Le lendemain Brutus appelle les accusés à son tribunal, en présence du peuple. On entend les dépositions de Vindicius, on lit les lettres interceptées ; les accusés ne répondent aux interrogations que par des sanglots : tout le peuplé, à la vue d’un père qui jugeait ses propres enfants, et qui sacrifiait la nature à la patrie, n’osait lever les yeux sur lui, et gardait un profond silence, interrompu seulement par le mot d’exil, que la pitié faisait murmurer plutôt que prononcer. L’inflexible Brutus, sourd à toute autre voix qu’à celle de l’intérêt public, dicta l’arrêt de mort qui fut exécuté devant lui.

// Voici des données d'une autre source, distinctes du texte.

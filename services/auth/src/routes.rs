//! Console route surface

use crate::models::Role;

/// Login screen
pub const LOGIN_PATH: &str = "/";
/// Admin home
pub const ADMIN_HOME: &str = "/admin";
/// Employee home
pub const EMPLOYEE_DASHBOARD: &str = "/employee/dashboard";
/// Daily truck opening form
pub const EMPLOYEE_OPENING_DETAILS: &str = "/employee/opening-details";

/// Which part of the console a path belongs to
#[derive(Debug, Clone, Copy, PartialEq, Eq)]
pub enum RouteKind {
    Login,
    Admin,
    Employee,
    Other,
}

impl RouteKind {
    /// The role a protected subtree belongs to
    pub fn owner(self) -> Option<Role> {
        match self {
            RouteKind::Admin => Some(Role::Admin),
            RouteKind::Employee => Some(Role::Employee),
            RouteKind::Login | RouteKind::Other => None,
        }
    }
}

/// Paths the guard redirects between
#[derive(Debug, Clone, PartialEq, Eq)]
pub struct RouteTable {
    pub login: &'static str,
    pub admin_home: &'static str,
    pub employee_home: &'static str,
    /// Where an employee lands straight after signing in
    pub employee_landing: &'static str,
    pub admin_prefix: &'static str,
    pub employee_prefix: &'static str,
}

impl Default for RouteTable {
    fn default() -> Self {
        Self {
            login: LOGIN_PATH,
            admin_home: ADMIN_HOME,
            employee_home: EMPLOYEE_DASHBOARD,
            employee_landing: EMPLOYEE_OPENING_DETAILS,
            admin_prefix: "/admin",
            employee_prefix: "/employee",
        }
    }
}

impl RouteTable {
    pub fn classify(&self, path: &str) -> RouteKind {
        if path == self.login {
            RouteKind::Login
        } else if in_subtree(path, self.admin_prefix) {
            RouteKind::Admin
        } else if in_subtree(path, self.employee_prefix) {
            RouteKind::Employee
        } else {
            RouteKind::Other
        }
    }

    /// Home route for a role
    pub fn home(&self, role: Role) -> &'static str {
        match role {
            Role::Admin => self.admin_home,
            Role::Employee => self.employee_home,
        }
    }

    /// Route to open right after a successful login
    pub fn landing(&self, role: Role) -> &'static str {
        match role {
            Role::Admin => self.admin_home,
            Role::Employee => self.employee_landing,
        }
    }
}

fn in_subtree(path: &str, prefix: &str) -> bool {
    match path.strip_prefix(prefix) {
        Some(rest) => rest.is_empty() || rest.starts_with('/'),
        None => false,
    }
}
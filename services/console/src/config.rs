//! Console configuration
//!
//! One console process serves one operator: it holds a single signed-in
//! session shared by every request it receives. It binds to loopback by
//! default so only the operator's own browser can reach it.

use std::path::PathBuf;
use std::sync::Arc;
use std::time::Duration;

use anyhow::Result;
use common::{FileStorage, MemoryStorage, RedisStorage, Storage};
use config::{Config, Environment};
use serde::Deserialize;
use tracing::info;

/// Where the signed-in session is persisted
#[derive(Debug, Clone, Copy, PartialEq, Eq, Deserialize)]
#[serde(rename_all = "lowercase")]
pub enum StorageBackend {
    Memory,
    File,
    Redis,
}

/// Console configuration
#[derive(Debug, Clone, Deserialize)]
pub struct ConsoleConfig {
    /// Address the HTTP server binds to
    pub bind_addr: String,
    /// Base URL of the backend REST API
    pub backend_url: String,
    pub storage: StorageBackend,
    /// File used by the `file` storage backend
    pub storage_path: PathBuf,
    /// Server used by the `redis` storage backend
    pub redis_url: String,
    /// Lifetime of a login session in hours
    pub session_ttl_hours: u64,
    /// Bound on each call to the backend API
    pub backend_timeout_secs: u64,
}

impl ConsoleConfig {
    /// Create a new ConsoleConfig from environment variables
    ///
    /// # Environment Variables
    /// - `CONSOLE_BIND_ADDR`: listen address (default: "127.0.0.1:3000").
    ///   Binding beyond loopback hands the signed-in session to every
    ///   client that can reach the port.
    /// - `CONSOLE_BACKEND_URL`: backend API base URL (default: "http://localhost:4000")
    /// - `CONSOLE_STORAGE`: `memory`, `file` or `redis` (default: "file")
    /// - `CONSOLE_STORAGE_PATH`: session file (default: "console-session.json")
    /// - `CONSOLE_REDIS_URL`: Redis URL (default: "redis://localhost:6379")
    /// - `CONSOLE_SESSION_TTL_HOURS`: session lifetime (default: 12)
    /// - `CONSOLE_BACKEND_TIMEOUT_SECS`: backend request timeout (default: 10)
    pub fn from_env() -> Result<Self> {
        let settings = Config::builder()
            .set_default("bind_addr", "127.0.0.1:3000")?
            .set_default("backend_url", "http://localhost:4000")?
            .set_default("storage", "file")?
            .set_default("storage_path", "console-session.json")?
            .set_default("redis_url", "redis://localhost:6379")?
            .set_default("session_ttl_hours", 12)?
            .set_default("backend_timeout_secs", 10)?
            .add_source(Environment::with_prefix("CONSOLE").try_parsing(true))
            .build()?;

        Ok(settings.try_deserialize()?)
    }

    pub fn session_ttl(&self) -> Duration {
        Duration::from_secs(self.session_ttl_hours.saturating_mul(3600))
    }

    pub fn backend_timeout(&self) -> Duration {
        Duration::from_secs(self.backend_timeout_secs)
    }

    /// HTTP client for the backend API, bounded by the backend timeout
    pub fn http_client(&self) -> Result<reqwest::Client> {
        let client = reqwest::Client::builder()
            .timeout(self.backend_timeout())
            .build()?;
        Ok(client)
    }

    /// Open the configured storage backend
    pub fn open_storage(&self) -> Result<Arc<dyn Storage>> {
        let storage: Arc<dyn Storage> = match self.storage {
            StorageBackend::Memory => {
                info!("Using in-memory session storage");
                Arc::new(MemoryStorage::new())
            }
            StorageBackend::File => Arc::new(FileStorage::open(&self.storage_path)),
            StorageBackend::Redis => {
                let redis = RedisStorage::open(&self.redis_url)?;
                if !redis.health_check()? {
                    anyhow::bail!("Redis at {} did not answer PING", self.redis_url);
                }
                Arc::new(redis)
            }
        };

        Ok(storage)
    }
}
//! Login credentials

use serde::{Deserialize, Serialize};
use std::fmt;

/// Username and password submitted on the login screen
#[derive(Clone, Serialize, Deserialize)]
pub struct LoginCredentials {
    pub username: String,
    pub password: String,
}

impl LoginCredentials {
    pub fn new(username: impl Into<String>, password: impl Into<String>) -> Self {
        Self {
            username: username.into(),
            password: password.into(),
        }
    }
}

impl fmt::Debug for LoginCredentials {
    fn fmt(&self, f: &mut fmt::Formatter<'_>) -> fmt::Result {
        f.debug_struct("LoginCredentials")
            .field("username", &self.username)
            .field("password", &"<redacted>")
            .finish()
    }
}
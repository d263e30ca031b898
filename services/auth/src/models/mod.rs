//! Session and identity models

pub mod credentials;
pub mod principal;
pub mod role;
pub mod session;

// Re-export for convenience
pub use credentials::LoginCredentials;
pub use principal::Principal;
pub use role::Role;
pub use session::SessionRecord;
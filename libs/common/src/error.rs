//! Custom error types for the common library
//!
//! This module defines the errors raised by storage backends.

use thiserror::Error;

/// Custom error type for storage operations
#[derive(Error, Debug)]
pub enum StorageError {
    /// Error occurred reading or writing the backing file
    #[error("Storage I/O error: {0}")]
    Io(#[from] std::io::Error),

    /// The backing medium holds data that cannot be decoded
    #[error("Storage data is corrupt: {0}")]
    Corrupt(String),

    /// Error returned by the Redis server or client
    #[error("Redis error: {0}")]
    Redis(#[from] redis::RedisError),
}

/// Type alias for Result with StorageError
pub type StorageResult<T> = Result<T, StorageError>;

Ce supplice et cette rigueur austère remplissaient à la fois les âmes d’admiration, de tristesse et d’horreur. Quelques distinguées que fussent les autres victimes, tous les regards ne se fixaient que sur  les enfants de Brutus et sur leur malheureux père. Son maintien ferme prouvait sa vertu, et ses larmes trahissaient sa douleur.

Collatin, plus humain ou plus faible, tenta de vains efforts pour conserver la vie à ses neveux ; il ne pût les sauver, et perdit la confiance publique. Le sénat révoqua le décret qui rendait les biens aux Tarquin, et déclarant qu’il ne voulait pas en souiller le trésor public, il les abandonna au pillage du peuple, afin d’augmenter sa haine contre la tyrannie.

On rasa les palais et les maisons de ces princes ; le champ qu’ils possédaient près de la ville fut consacré à Mars ; on y tint depuis les assemblées des centuries, et il devint pour la jeunesse un lieu de jeux et d’exercices.

On affranchit Vindicius ; il reçut les droits de cité et de magnifiques récompenses : enfin on accorda une amnistie aux Romains qui avaient suivi Tarquin dans son exil, en leur fixant un délai pour rentrer dans leur patrie.

Toute tentative inutile fortifie l’autorité qu’on attaque et les passions qu’on menace. La haine contre les Tarquin s’accrut, Collatin devint l’objet de la méfiance générale : des murmures violents éclataient partout contre lui. Brutus, informé de cette disposition des esprits, convoque le peuple, lui rappelle les décrets rendus, les serments prêtés contre le roi et contre la royauté ; il déclare que Rome voit avec inquiétude, dans son sein, des citoyens dont le nom seul menace la liberté ; puis, s’adressant à son collègue Collatin : L’inquiétude des Romains, dit-il, est sans doute mal fondée ; vous les avez loyalement servis ; comme moi, vous avez renversé la tyrannie et chassé les tyrans. Complétez donc aujourd’hui ces bienfaits par un dernier sacrifice ; faites disparaître de Rome le nom des rois. Vos biens seront conservés ; on augmentera même vos richesses ; mais éloignez-vous d’une ville qui ne se croira tout à fait libre que lorsqu’elle ne verra plus de Tarquin.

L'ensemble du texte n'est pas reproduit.